Troubled cafe chain Patisserie Valerie has collapsed into administration after the failure of rescue talks with banks.
The company, which has about 200 outlets, said on Tuesday it did not have enough money to meet its debts.
Administrators from KPMG have been appointed to run the chain and its various subsidiaries, which employ about 2,500 people.
In October, Patisserie Valerie uncovered “significant, and potentially fraudulent, accounting irregularities”.
The company’s biggest shareholder and chairman, Luke Johnson, had been in talks to extend a cash lifeline from HSBC and Barclays.
The company’s statement said that Mr Johnson had personally extended an unsecured, interest-free loan to help ensure that the January wages are paid to all staff working in the business.

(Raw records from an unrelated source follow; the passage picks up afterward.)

//! Token estimates and line clipping for prompt sections.
//!
//! History lines and reference notes are rendered as single lines within a
//! token budget. A clipped line ends with [`CLIP_MARKER`] and never ends
//! partway through a figure, so the backend never sees a shortened number
//! like `$50,211` cut from `$50,211,527.85`.

use tally_core::numeric;

/// Appended to a line that was clipped.
pub const CLIP_MARKER: &str = "...";

/// Rough estimate: ~0.75 tokens per byte of English text.
const TOKENS_PER_BYTE: f64 = 0.75;

pub(crate) fn estimate_tokens(text: &str) -> usize {
    (text.len() as f64 * TOKENS_PER_BYTE).ceil() as usize
}

/// Collapse whitespace in `text` to single spaces and clip it to `budget` tokens.
///
/// Clips at the last word boundary that fits, or mid-word when the first
/// word alone is too long. Either way the cut is moved back to the start of
/// any numeric literal it would split.
pub fn clip_line(text: &str, budget: usize) -> String {
    let line = text.split_whitespace().collect::<Vec<_>>().join(" ");
    if estimate_tokens(&line) <= budget {
        return line;
    }

    let max_bytes = (budget as f64 / TOKENS_PER_BYTE).floor() as usize;
    let Some(room) = max_bytes.checked_sub(CLIP_MARKER.len()).filter(|r| *r > 0) else {
        return String::new();
    };

    let mut end = room;
    while !line.is_char_boundary(end) {
        end -= 1;
    }
    if let Some(space) = line[..end].rfind(' ') {
        end = space;
    }
    if let Some(split) = numeric::scan(&line)
        .into_iter()
        .find(|t| t.offset < end && end < t.offset + t.raw.len())
    {
        end = split.offset;
    }

    format!("{}{}", line[..end].trim_end(), CLIP_MARKER)
}

#[cfg(test)]
mod tests {
    use super::*;

    #[test]
    fn test_short_line_is_kept() {
        assert_eq!(clip_line("hello", 100), "hello");
        assert_eq!(clip_line("", 0), "");
    }

    #[test]
    fn test_whitespace_is_collapsed() {
        assert_eq!(clip_line("  How are\n\tsales  today? ", 100), "How are sales today?");
    }

    #[test]
    fn test_zero_budget_is_empty() {
        assert_eq!(clip_line("hello world", 0), "");
        assert_eq!(clip_line("hello world", 2), "");
    }

    #[test]
    fn test_clips_at_word_boundary() {
        // 18 tokens leave room for 21 bytes before the marker.
        assert_eq!(
            clip_line("alpha beta gamma delta epsilon zeta", 18),
            "alpha beta gamma..."
        );
    }

    #[test]
    fn test_never_splits_a_figure() {
        // Room for 9 bytes lands inside the currency literal.
        assert_eq!(clip_line("$50,211,527.85total", 9), "...");
        assert_eq!(clip_line("Revenue:$50,211,527.85", 16), "Revenue:...");
    }

    #[test]
    fn test_multibyte_cut_is_on_char_boundary() {
        let clipped = clip_line("ééééééééééé", 6);
        assert!(clipped.ends_with(CLIP_MARKER));
        assert!(estimate_tokens(&clipped) <= 6);
    }
}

“This loan will also assist the administrators in trading as many profitable stores as possible while a sale process is undertaken,” the statement added.

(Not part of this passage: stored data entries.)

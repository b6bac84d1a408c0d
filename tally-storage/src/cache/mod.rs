//! Context cache with explicit freshness.
//!
//! Reads return [`CacheRead<T>`], which says whether the value was a cache
//! hit and when it was cached, so staleness is never hidden from callers.
//!
//! Cache keys are [`ScopeKey`](tally_core::ScopeKey)s: a key cannot be built
//! without a role, so one role's context can never be served to another.

pub mod context_cache;
pub mod freshness;
pub mod stats;

pub use context_cache::ContextCache;
pub use freshness::{CacheRead, TtlPolicy};
pub use stats::CacheStats;
//! Presentation formatting for context displays.
//!
//! Every display string produced here is scanned by the numeric tokenizer to
//! build a context's literal set, so formats must stay inside its grammar.

/// Insert `,` every three digits of an unsigned digit string.
fn group_digits(digits: &str) -> String {
    let len = digits.len();
    let mut out = String::with_capacity(len + len / 3);
    for (i, ch) in digits.chars().enumerate() {
        if i > 0 && (len - i) % 3 == 0 {
            out.push(',');
        }
        out.push(ch);
    }
    out
}

/// `$50,211,527.85`. Rounded to cents.
pub fn format_currency(value: f64) -> String {
    let cents = (value * 100.0).round() as i128;
    let sign = if cents < 0 { "-" } else { "" };
    let cents = cents.unsigned_abs();
    format!(
        "{}${}.{:02}",
        sign,
        group_digits(&(cents / 100).to_string()),
        cents % 100
    )
}

/// `2,046,713`.
pub fn format_count(value: i64) -> String {
    let sign = if value < 0 { "-" } else { "" };
    format!("{}{}", sign, group_digits(&value.unsigned_abs().to_string()))
}

/// Signed change with one decimal, e.g. `+4.2%` or `-3.0%`. The sign is part
/// of the literal, so a reversed direction does not validate.
pub fn format_percent_change(value: f64) -> String {
    let rounded = (value * 10.0).round() / 10.0;
    if rounded > 0.0 {
        format!("+{:.1}%", rounded)
    } else if rounded < 0.0 {
        format!("{:.1}%", rounded)
    } else {
        "0.0%".to_string()
    }
}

In addition to Patisserie Valerie, the company’s other brands include Druckers, Vienna Patisserie, and Baker & Spice.
Finance director Chris Marsh was arrested after having been suspended by the company when the financial irregularities were uncovered.

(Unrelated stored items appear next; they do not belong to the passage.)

//! Numeric literal tokenizer shared by the context reference set and the
//! generated-text scanner.
//!
//! Grammar:
//!
//! ```text
//! token    := [sign] [currency] (integer [fraction] | fraction) [percent]
//! sign     := '+' | '-'
//! currency := '$'
//! integer  := digit{1,3} (',' digit{3})+  |  digit+
//! fraction := '.' digit+
//! percent  := '%'
//! ```
//!
//! The scanner fails closed: a digit run is a token wherever it appears,
//! including right after letters (`USD52000000`). The only exemptions are the
//! period labels `Q1`..`Q4` and `H1`/`H2` standing as whole words. A sign
//! counts only at a word boundary, so `10-20` is two unsigned tokens.
//!
//! The normalized form keeps an explicit sign, drops the currency symbol,
//! group separators and percent sign, and writes a bare fraction as `0.5`.

use std::collections::BTreeSet;

/// A numeric literal found in text.
#[derive(Debug, Clone, PartialEq, Eq)]
pub struct NumericToken {
    /// Text exactly as written, e.g. `$1,234.50`.
    pub raw: String,
    /// Canonical `[sign]digits[.digits]` form, e.g. `1234.50` or `-3.0`.
    pub normalized: String,
    /// Byte offset of the token in the scanned text.
    pub offset: usize,
}

fn is_word_byte(b: u8) -> bool {
    b.is_ascii_alphanumeric() || b == b'_'
}

fn digit_at(bytes: &[u8], i: usize) -> bool {
    bytes.get(i).is_some_and(u8::is_ascii_digit)
}

/// End of a whole-word `Q1`..`Q4` / `H1`..`H2` label starting at `i`.
fn period_label_end(bytes: &[u8], i: usize) -> Option<usize> {
    if i > 0 && is_word_byte(bytes[i - 1]) {
        return None;
    }
    let in_range = match (bytes[i], bytes.get(i + 1)) {
        (b'Q', Some(d)) => (b'1'..=b'4').contains(d),
        (b'H', Some(d)) => (b'1'..=b'2').contains(d),
        _ => false,
    };
    if !in_range {
        return None;
    }
    let end = i + 2;
    let continues = match bytes.get(end) {
        None => false,
        Some(&b) if is_word_byte(b) => true,
        Some(b'.') | Some(b',') => digit_at(bytes, end + 1),
        Some(_) => false,
    };
    (!continues).then_some(end)
}

/// Whether a token body (`$`, digit or `.digit`) starts at `i`.
fn body_starts(bytes: &[u8], i: usize) -> bool {
    match bytes.get(i) {
        Some(b'$') => digit_at(bytes, i + 1) || (bytes.get(i + 1) == Some(&b'.') && digit_at(bytes, i + 2)),
        Some(b'.') => digit_at(bytes, i + 1),
        Some(b) => b.is_ascii_digit(),
        None => false,
    }
}

fn sign_allowed(prev: Option<u8>) -> bool {
    prev.map_or(true, |p| !(is_word_byte(p) || p == b'.' || p == b','))
}

/// Scan `text` for numeric literals, left to right.
pub fn scan(text: &str) -> Vec<NumericToken> {
    let bytes = text.as_bytes();
    let len = bytes.len();
    let mut tokens = Vec::new();
    let mut i = 0;

    while i < len {
        if let Some(end) = period_label_end(bytes, i) {
            i = end;
            continue;
        }

        let b = bytes[i];
        let prev = i.checked_sub(1).map(|k| bytes[k]);
        let signed = (b == b'+' || b == b'-') && sign_allowed(prev) && body_starts(bytes, i + 1);
        if !signed {
            // `3.14.15` is not followed by a bare `.15`.
            let dot_after_digit = b == b'.' && prev.is_some_and(|p| p.is_ascii_digit());
            if dot_after_digit || !body_starts(bytes, i) {
                i += 1;
                continue;
            }
        }

        let start = i;
        let mut normalized = String::new();
        let mut j = i;
        if signed {
            normalized.push(char::from(b));
            j += 1;
        }
        if bytes[j] == b'$' {
            j += 1;
        }

        let int_start = j;
        while j < len && bytes[j].is_ascii_digit() {
            j += 1;
        }

        if j == int_start {
            normalized.push('0');
        } else {
            normalized.push_str(&text[int_start..j]);
            if j - int_start <= 3 {
                while j + 4 <= len
                    && bytes[j] == b','
                    && bytes[j + 1..j + 4].iter().all(u8::is_ascii_digit)
                    && !digit_at(bytes, j + 4)
                {
                    normalized.push_str(&text[j + 1..j + 4]);
                    j += 4;
                }
            }
        }

        if bytes.get(j) == Some(&b'.') && digit_at(bytes, j + 1) {
            let frac_start = j + 1;
            let mut k = frac_start;
            while k < len && bytes[k].is_ascii_digit() {
                k += 1;
            }
            normalized.push('.');
            normalized.push_str(&text[frac_start..k]);
            j = k;
        }

        if bytes.get(j) == Some(&b'%') {
            j += 1;
        }

        tokens.push(NumericToken {
            raw: text[start..j].to_string(),
            normalized,
            offset: start,
        });
        i = j;
    }

    tokens
}

/// Normalize a single literal. Returns `None` unless the whole trimmed input
/// is exactly one token.
pub fn normalize(raw: &str) -> Option<String> {
    let trimmed = raw.trim();
    let mut tokens = scan(trimmed);
    if tokens.len() != 1 {
        return None;
    }
    let token = tokens.remove(0);
    (token.raw.len() == trimmed.len()).then_some(token.normalized)
}

/// Normalized literals appearing anywhere in `texts`.
pub fn literal_set<'a, I>(texts: I) -> BTreeSet<String>
where
    I: IntoIterator<Item = &'a str>,
{
    texts
        .into_iter()
        .flat_map(scan)
        .map(|token| token.normalized)
        .collect()
}

/// Forms considered the same value as `normalized`: itself, and the variant
/// with or without a trailing `.00`. The sign is kept.
pub fn equivalent_forms(normalized: &str) -> Vec<String> {
    let mut forms = vec![normalized.to_string()];
    if let Some(stripped) = normalized.strip_suffix(".00") {
        forms.push(stripped.to_string());
    } else if !normalized.contains('.') {
        forms.push(format!("{}.00", normalized));
    }
    forms
}

fn split_sign(normalized: &str) -> (Option<char>, &str) {
    match normalized.chars().next() {
        Some(c @ ('+' | '-')) => (Some(c), &normalized[1..]),
        _ => (None, normalized),
    }
}

/// Whether `normalized` (or an equivalent form) is in `reference`.
///
/// An unsigned figure matches a reference of either sign, since prose like
/// "fell 3.0%" carries the direction in words. An explicit `+` matches `+x`
/// or unsigned `x`; an explicit `-` matches only `-x`.
pub fn is_referenced(normalized: &str, reference: &BTreeSet<String>) -> bool {
    let (sign, magnitude) = split_sign(normalized);
    let prefixes: &[&str] = match sign {
        None => &["", "+", "-"],
        Some('+') => &["+", ""],
        Some(_) => &["-"],
    };
    equivalent_forms(magnitude).iter().any(|form| {
        prefixes
            .iter()
            .any(|prefix| reference.contains(&format!("{}{}", prefix, form)))
    })
}


#[cfg(test)]
mod prop_tests {
    use super::*;
    use proptest::prelude::*;

    fn group(n: u64) -> String {
        let digits = n.to_string();
        let mut out = String::new();
        for (i, ch) in digits.chars().enumerate() {
            if i > 0 && (digits.len() - i) % 3 == 0 {
                out.push(',');
            }
            out.push(ch);
        }
        out
    }

    proptest! {
        #![proptest_config(ProptestConfig::with_cases(100))]

        #[test]
        fn prop_grouped_currency_normalizes_to_plain(whole in 0u64..10_000_000_000, cents in 0u32..100) {
            let text = format!("${}.{:02}", group(whole), cents);
            let expected = format!("{}.{:02}", whole, cents);
            prop_assert_eq!(normalize(&text), Some(expected));
        }

        #[test]
        fn prop_scan_never_panics(text in "\\PC{0,64}") {
            for token in scan(&text) {
                let unsigned = token.normalized.trim_start_matches(['+', '-']);
                prop_assert!(unsigned.starts_with(|c: char| c.is_ascii_digit()));
                prop_assert!(unsigned.chars().all(|c| c.is_ascii_digit() || c == '.'));
                prop_assert_eq!(&text[token.offset..token.offset + token.raw.len()], token.raw.as_str());
            }
        }

        #[test]
        fn prop_literal_found_in_sentence(n in 0u64..1_000_000_000) {
            let display = group(n);
            let sentence = format!("We sold {} units this week.", display);
            let reference = literal_set([display.as_str()]);
            for token in scan(&sentence) {
                prop_assert!(is_referenced(&token.normalized, &reference));
            }
        }
    }
}
//! Interactive chat against the demo dataset.
//!
//! Usage:
//!   tally-chat [--role hq|state:<code>|store:<number>] [--config <file.toml>] [question...]
//!
//! With a question, answers it once and exits. Without one, reads questions
//! from stdin until EOF. `insights` on its own line prints recommendations.
//! Set `OPENAI_API_KEY` or `ANTHROPIC_API_KEY` to use a generative backend;
//! otherwise every answer comes from the fallback composer.

use std::io::BufRead;
use std::sync::Arc;
use tally_assistant::{demo::demo_provider, Assistant, MemorySink, TranscriptForwarder};
use tally_context::KeywordKnowledgeBase;
use tally_core::{AssistantConfig, Role, SystemClock, TallyResult};
use tally_llm::{providers::backend_from_env, GenerativeBackend};
use tracing_subscriber::EnvFilter;

struct Args {
    role: Role,
    config_path: Option<String>,
    question: Option<String>,
}

fn parse_args() -> Result<Args, String> {
    let mut role = Role::Hq;
    let mut config_path = None;
    let mut words = Vec::new();

    let mut args = std::env::args().skip(1);
    while let Some(arg) = args.next() {
        match arg.as_str() {
            "--role" => {
                let value = args.next().ok_or("--role needs a value")?;
                role = value.parse().map_err(|e| format!("{}", e))?;
            }
            "--config" => {
                config_path = Some(args.next().ok_or("--config needs a path")?);
            }
            _ => words.push(arg),
        }
    }

    Ok(Args {
        role,
        config_path,
        question: (!words.is_empty()).then(|| words.join(" ")),
    })
}

fn load_config(path: Option<&str>) -> TallyResult<AssistantConfig> {
    match path {
        Some(path) => AssistantConfig::from_path(path),
        None => AssistantConfig::from_env(),
    }
}

async fn answer(assistant: &Assistant, session_id: &mut String, line: &str, role: &Role) {
    if line.eq_ignore_ascii_case("insights") {
        for insight in assistant.insights(role) {
            println!("[{:?}/{:?}] {}: {}", insight.priority, insight.kind, insight.title, insight.detail);
        }
        return;
    }
    let reply = assistant.chat(session_id, line, role).await;
    *session_id = reply.session_id.clone();
    println!("{}", reply.answer);
}

#[tokio::main]
async fn main() {
    tracing_subscriber::fmt()
        .with_env_filter(EnvFilter::try_from_default_env().unwrap_or_else(|_| EnvFilter::new("info")))
        .with_writer(std::io::stderr)
        .init();

    let args = match parse_args() {
        Ok(args) => args,
        Err(e) => {
            eprintln!("{}", e);
            std::process::exit(2);
        }
    };

    let config = match load_config(args.config_path.as_deref()) {
        Ok(config) => config,
        Err(e) => {
            eprintln!("Invalid configuration: {}", e);
            std::process::exit(1);
        }
    };

    let capacity = config.transcript_queue_capacity;
    let assistant = match Assistant::new(config, Arc::new(demo_provider()), Arc::new(SystemClock)) {
        Ok(assistant) => assistant,
        Err(e) => {
            eprintln!("Failed to start assistant: {}", e);
            std::process::exit(1);
        }
    };

    let (forwarder, transcript) = TranscriptForwarder::spawn(Arc::new(MemorySink::new()), capacity);
    let mut assistant = assistant
        .with_knowledge(Arc::new(KeywordKnowledgeBase::builtin()))
        .with_transcript(forwarder);
    if let Some(backend) = backend_from_env() {
        tracing::info!(backend = backend.backend_name(), "Using generative backend");
        assistant = assistant.with_backend(backend);
    }

    let mut session_id = String::new();
    match args.question {
        Some(question) => answer(&assistant, &mut session_id, &question, &args.role).await,
        None => {
            let stdin = std::io::stdin();
            for line in stdin.lock().lines() {
                let line = match line {
                    Ok(line) => line,
                    Err(e) => {
                        eprintln!("Failed to read input: {}", e);
                        break;
                    }
                };
                let line = line.trim();
                if !line.is_empty() {
                    answer(&assistant, &mut session_id, line, &args.role).await;
                }
            }
        }
    }

    drop(assistant);
    if let Ok(report) = transcript.await {
        tracing::info!(delivered = report.delivered, failed = report.failed, "Transcript flushed");
    }
}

Also under investigation, by the Financial Reporting Council, are former Patisserie Valerie auditors Grant Thornton.
Last week, Patisserie Valerie confirmed it had found “extensive” misstatement of its accounts and “very significant manipulation of the balance sheet and profit and loss accounts”.
This includes thousands of false entries in its ledgers, the company said in a statement. Profits and cash flow had been overstated and were “materially below” figures announced in October.
Patisserie Valerie almost ceased trading last year after the discovery of the black hole in the accounts. However, a rescue plan was passed by shareholders in November, resulting in the issue of £15m worth of new shares.
The firm had been in talks with HSBC and Barclays to extend a standstill agreement on its debts, which came to nothing.